Florian Sendtner über den Abschluss der Ermittlungen zum Münchner Amoklauf

Was antwortet man einem jungen Mann, der auf einem Parkdeck mit einer Glock 17 herumfuchtelt und dabei Scheißtürken! schreit? Der indigene Münchner Baggerführer auf seinem Balkon musste da am 22. Juli 2016 keine Zehntelsekunde überlegen: Scheißkanaken!, brüllte er zurück. Der Baggerführer war unbewaffnet, doch er traf den bewaffneten David S. mit traumwandlerischer Sicherheit mitten ins Herz. Ich bin Deutscher!, hatte David S. eben noch beteuert. Doch der Baggerführer als Vertreter des deutschen Volkes wies ihn ab: Da kann einer dreimal in München geboren sein, da kann er die Türken noch so glühend hassen, ja, er kann soeben neun Personen, die er für Türken hielt, erschossen haben – wenn seine Eltern aus dem Iran stammen, dann gilt: Kanake bleibt Kanake!
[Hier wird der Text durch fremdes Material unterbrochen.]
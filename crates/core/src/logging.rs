use std::{
    backtrace::{Backtrace, BacktraceStatus},
    fs,
    io::Write,
    panic::{self, PanicHookInfo},
    path::{Path, PathBuf},
    sync::{
        atomic::{AtomicU64, Ordering},
        Mutex, OnceLock,
    },
    thread,
};

use tracing_appender::rolling::{RollingFileAppender, Rotation};

pub const DEFAULT_LOG_FILTER: &str = "info";
pub const DEFAULT_LOG_RETENTION_FILES: usize = 14;
pub const DEFAULT_LOG_DIR_NAME: &str = "logs";
pub const DEFAULT_CRASH_DIR_NAME: &str = "crash";
pub const DEFAULT_LOG_FILE_PREFIX: &str = "vloom";
pub const DEFAULT_LOG_FILE_SUFFIX: &str = "log";

static PANIC_HOOK_INSTALL_LOCK: Mutex<()> = Mutex::new(());
static PANIC_HOOK_CRASH_DIR: OnceLock<PathBuf> = OnceLock::new();
static PANIC_ARTIFACT_SEQUENCE: AtomicU64 = AtomicU64::new(0);

#[derive(Debug, Clone, PartialEq, Eq)]
pub struct LoggingInitOptions {
    pub data_dir: Option<PathBuf>,
    pub verbose: u8,
    pub cli_log_filter: Option<String>,
    pub rust_log_env: Option<String>,
    pub default_log_filter: String,
    pub retention_files: usize,
}

impl Default for LoggingInitOptions {
    fn default() -> Self {
        Self {
            data_dir: None,
            verbose: 0,
            cli_log_filter: None,
            rust_log_env: None,
            default_log_filter: DEFAULT_LOG_FILTER.to_string(),
            retention_files: DEFAULT_LOG_RETENTION_FILES,
        }
    }
}

#[derive(Debug)]
pub struct LoggingInitPlan {
    pub filter: String,
    pub file_sink: FileSinkPlan,
}

#[derive(Debug)]
pub enum FileSinkPlan {
    Ready(ReadyFileSinkPlan),
    Fallback(FallbackFileSinkPlan),
}

#[derive(Debug)]
pub struct ReadyFileSinkPlan {
    pub log_dir: PathBuf,
    pub retention_files: usize,
    pub appender: RollingFileAppender,
}

#[derive(Debug, Clone, PartialEq, Eq)]
pub struct FallbackFileSinkPlan {
    pub attempted_log_dir: Option<PathBuf>,
    pub retention_files: usize,
    pub reason: String,
}

#[derive(Debug, Clone, PartialEq, Eq)]
pub enum PanicHookInstallPlan {
    Installed { crash_dir: PathBuf },
    AlreadyInstalled { crash_dir: PathBuf },
    Fallback {
        attempted_crash_dir: Option<PathBuf>,
        reason: String,
    },
}

impl FileSinkPlan {
    pub fn is_ready(&self) -> bool {
        matches!(self, Self::Ready(_))
    }

    pub fn log_dir(&self) -> Option<&PathBuf> {
        match self {
            Self::Ready(plan) => Some(&plan.log_dir),
            Self::Fallback(plan) => plan.attempted_log_dir.as_ref(),
        }
    }

    pub fn fallback_reason(&self) -> Option<&str> {
        match self {
            Self::Ready(_) => None,
            Self::Fallback(plan) => Some(plan.reason.as_str()),
        }
    }
}

pub fn compose_logging_init_plan(options: &LoggingInitOptions) -> LoggingInitPlan {
    LoggingInitPlan {
        filter: select_log_filter(options),
        file_sink: build_file_sink_plan(options),
    }
}

/// Filter precedence: explicit CLI filter > `-v` count > RUST_LOG > default.
pub fn select_log_filter(options: &LoggingInitOptions) -> String {
    if let Some(filter) = options.cli_log_filter.as_deref() {
        filter.to_string()
    } else if options.verbose >= 2 {
        "trace".to_string()
    } else if options.verbose == 1 {
        "debug".to_string()
    } else if let Some(filter) = options.rust_log_env.as_deref() {
        filter.to_string()
    } else {
        options.default_log_filter.clone()
    }
}

pub fn build_file_sink_plan(options: &LoggingInitOptions) -> FileSinkPlan {
    let retention_files = normalize_retention_files(options.retention_files);

    let Some(data_dir) = options.data_dir.as_deref() else {
        return FileSinkPlan::Fallback(FallbackFileSinkPlan {
            attempted_log_dir: None,
            retention_files,
            reason: "file sink disabled: data_dir is not configured".to_string(),
        });
    };

    let log_dir = data_dir.join(DEFAULT_LOG_DIR_NAME);
    if let Err(error) = fs::create_dir_all(&log_dir) {
        return FileSinkPlan::Fallback(FallbackFileSinkPlan {
            attempted_log_dir: Some(log_dir),
            retention_files,
            reason: format!("failed to create log directory: {error}"),
        });
    }

    let appender_builder = RollingFileAppender::builder()
        .rotation(Rotation::DAILY)
        .filename_prefix(DEFAULT_LOG_FILE_PREFIX)
        .filename_suffix(DEFAULT_LOG_FILE_SUFFIX)
        .max_log_files(retention_files);

    match appender_builder.build(&log_dir) {
        Ok(appender) => FileSinkPlan::Ready(ReadyFileSinkPlan {
            log_dir,
            retention_files,
            appender,
        }),
        Err(error) => FileSinkPlan::Fallback(FallbackFileSinkPlan {
            attempted_log_dir: Some(log_dir),
            retention_files,
            reason: format!("failed to initialize rolling file sink: {error}"),
        }),
    }
}

pub fn install_panic_hook(data_dir: Option<&Path>) -> PanicHookInstallPlan {
    if let Some(existing_crash_dir) = PANIC_HOOK_CRASH_DIR.get() {
        return PanicHookInstallPlan::AlreadyInstalled {
            crash_dir: existing_crash_dir.clone(),
        };
    }

    let Some(data_dir) = data_dir else {
        return PanicHookInstallPlan::Fallback {
            attempted_crash_dir: None,
            reason: "panic hook disabled: data_dir is not configured".to_string(),
        };
    };

    let crash_dir = data_dir
        .join(DEFAULT_LOG_DIR_NAME)
        .join(DEFAULT_CRASH_DIR_NAME);
    if let Err(error) = fs::create_dir_all(&crash_dir) {
        return PanicHookInstallPlan::Fallback {
            attempted_crash_dir: Some(crash_dir),
            reason: format!("failed to create crash artifact directory: {error}"),
        };
    }

    let _install_guard = PANIC_HOOK_INSTALL_LOCK
        .lock()
        .unwrap_or_else(|poisoned| poisoned.into_inner());

    if let Some(existing_crash_dir) = PANIC_HOOK_CRASH_DIR.get() {
        return PanicHookInstallPlan::AlreadyInstalled {
            crash_dir: existing_crash_dir.clone(),
        };
    }

    let previous_hook = panic::take_hook();
    let crash_dir_for_hook = crash_dir.clone();
    panic::set_hook(Box::new(move |panic_info| {
        write_panic_artifact(&crash_dir_for_hook, panic_info);
        previous_hook(panic_info);
    }));

    let _ = PANIC_HOOK_CRASH_DIR.set(crash_dir.clone());
    PanicHookInstallPlan::Installed { crash_dir }
}

fn normalize_retention_files(retention_files: usize) -> usize {
    if retention_files == 0 {
        DEFAULT_LOG_RETENTION_FILES
    } else {
        retention_files
    }
}

fn write_panic_artifact(crash_dir: &Path, panic_info: &PanicHookInfo<'_>) {
    let sequence = PANIC_ARTIFACT_SEQUENCE.fetch_add(1, Ordering::SeqCst);
    let timestamp = chrono::Utc::now();
    let file_name = format!(
        "panic-{}-{}-{sequence}.log",
        timestamp.format("%Y%m%dT%H%M%S%.3fZ"),
        std::process::id()
    );

    let thread_name = thread::current()
        .name()
        .unwrap_or("<unnamed>")
        .to_string();
    let source_location = panic_info
        .location()
        .map(|loc| format!("{}:{}:{}", loc.file(), loc.line(), loc.column()))
        .unwrap_or_else(|| "<unknown>".to_string());
    let payload = panic_payload_text(panic_info);

    let backtrace = Backtrace::force_capture();
    let backtrace_text = match backtrace.status() {
        BacktraceStatus::Captured => backtrace.to_string(),
        _ => "<backtrace unavailable>".to_string(),
    };

    let body = format!(
        "timestamp: {}\nthread: {thread_name}\nlocation: {source_location}\npayload: {payload}\n\nbacktrace:\n{backtrace_text}\n",
        timestamp.to_rfc3339()
    );

    let path = crash_dir.join(file_name);
    if let Ok(mut file) = fs::File::create(&path) {
        let _ = file.write_all(body.as_bytes());
        let _ = file.sync_all();
    }
}

fn panic_payload_text(panic_info: &PanicHookInfo<'_>) -> String {
    let payload = panic_info.payload();
    if let Some(text) = payload.downcast_ref::<&str>() {
        (*text).to_string()
    } else if let Some(text) = payload.downcast_ref::<String>() {
        text.clone()
    } else {
        "<non-string panic payload>".to_string()
    }
}

#[cfg(test)]
mod tests {
    use super::*;

    fn options_with(
        verbose: u8,
        cli_log_filter: Option<&str>,
        rust_log_env: Option<&str>,
    ) -> LoggingInitOptions {
        LoggingInitOptions {
            verbose,
            cli_log_filter: cli_log_filter.map(ToString::to_string),
            rust_log_env: rust_log_env.map(ToString::to_string),
            ..Default::default()
        }
    }

    #[test]
    fn explicit_filter_wins_over_everything() {
        let options = options_with(2, Some("vloom_core=trace"), Some("warn"));
        assert_eq!(select_log_filter(&options), "vloom_core=trace");
    }

    #[test]
    fn verbose_count_beats_rust_log() {
        assert_eq!(select_log_filter(&options_with(1, None, Some("warn"))), "debug");
        assert_eq!(select_log_filter(&options_with(2, None, Some("warn"))), "trace");
    }

    #[test]
    fn rust_log_env_beats_default() {
        assert_eq!(select_log_filter(&options_with(0, None, Some("warn"))), "warn");
    }

    #[test]
    fn default_filter_when_nothing_set() {
        assert_eq!(
            select_log_filter(&options_with(0, None, None)),
            DEFAULT_LOG_FILTER
        );
    }

    #[test]
    fn file_sink_falls_back_without_data_dir() {
        let plan = build_file_sink_plan(&LoggingInitOptions::default());
        assert!(!plan.is_ready());
        assert!(plan
            .fallback_reason()
            .is_some_and(|reason| reason.contains("data_dir")));
    }

    #[test]
    fn file_sink_ready_with_writable_data_dir() {
        let temp = tempfile::tempdir().expect("temp dir should be created");
        let options = LoggingInitOptions {
            data_dir: Some(temp.path().to_path_buf()),
            ..Default::default()
        };

        let plan = build_file_sink_plan(&options);
        assert!(plan.is_ready());
        assert_eq!(
            plan.log_dir(),
            Some(&temp.path().join(DEFAULT_LOG_DIR_NAME))
        );
    }

    #[test]
    fn retention_zero_normalizes_to_default() {
        let options = LoggingInitOptions {
            retention_files: 0,
            ..Default::default()
        };
        let plan = build_file_sink_plan(&options);
        match plan {
            FileSinkPlan::Fallback(fallback) => {
                assert_eq!(fallback.retention_files, DEFAULT_LOG_RETENTION_FILES)
            }
            FileSinkPlan::Ready(_) => panic!("expected fallback without data_dir"),
        }
    }
}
Der bizarre Dialog zwischen den beiden Münchnern war als Handyvideo auf Youtube der Renner des letzten Sommers. Nun hat die Staatsanwaltschaft München I die Ermittlungen zum Münchner Amoklauf abgeschlossen. Über 1.000 Videos wurden gesichtet, über 2.000 Zeugen befragt, das Ergebnis ist eindeutig: Es ist nicht davon auszugehen, dass die Tat politisch motiviert war.  Ja, okay, in einem Nebensatz ist davon die Rede, David S. sei
insbesondere von den Anschlägen, die Anders Breivik 2011 in Norwegen verübt hatte, fasziniert gewesen. Aber was heißt das schon, das war ja auch so ein unpolitisches Massaker. Blöder Zufall, dass von den 77 Toten 69 eingeschriebene Sozialdemokraten waren. Und dass der Münchner Amoklauf akkurat am fünften Jahrestag von Oslo und Utoya stattfand, dass David S. sogar die gleiche Tageszeit wählte, um nur ja keine Missverständnisse aufkommen zu lassen – die Staatsanwaltschaft München I ließ sich davon nicht beeindrucken. Genausowenig wie davon, dass David S. mit Adolf Hitler sympathisierte und mordsstolz darauf war, am gleichen Tag wie der Führer Geburtstag zu haben. Mei, wer wäre das nicht!

Man muss das verstehen. Das Land Bayern und die Stadt München arbeiten einem Jubiläum zu, das 2019 ansteht: hundert Jahre Verleugnung politischer Morde! Seit am 21. Februar 1919 der Kurt in der Promenadestraße ausrutschte, wie Ludwig Thoma die Ermordung des Sozialisten Kurt Eisner im Miesbacher Anzeiger anzuzeigen beliebte, über die Fememorde der zwanziger Jahre, die unglücklich in Dachau, Flossenburg und den Gestapo-Kellern zu Tode Gekommenen, über das Oktoberfestattentat 1980 bis zu den Münchner NSU-Morden 2001 und 2005 – es ist nun mal bayerischer Brauch, Morde von Rechtsterroristen als Unglücksfalle oder Privatangelegenheiten abzutun. Da will man sich jetzt nicht auf den letzten Metern von einem dahergelaufenen Perser aus dem Konzept bringen lassen.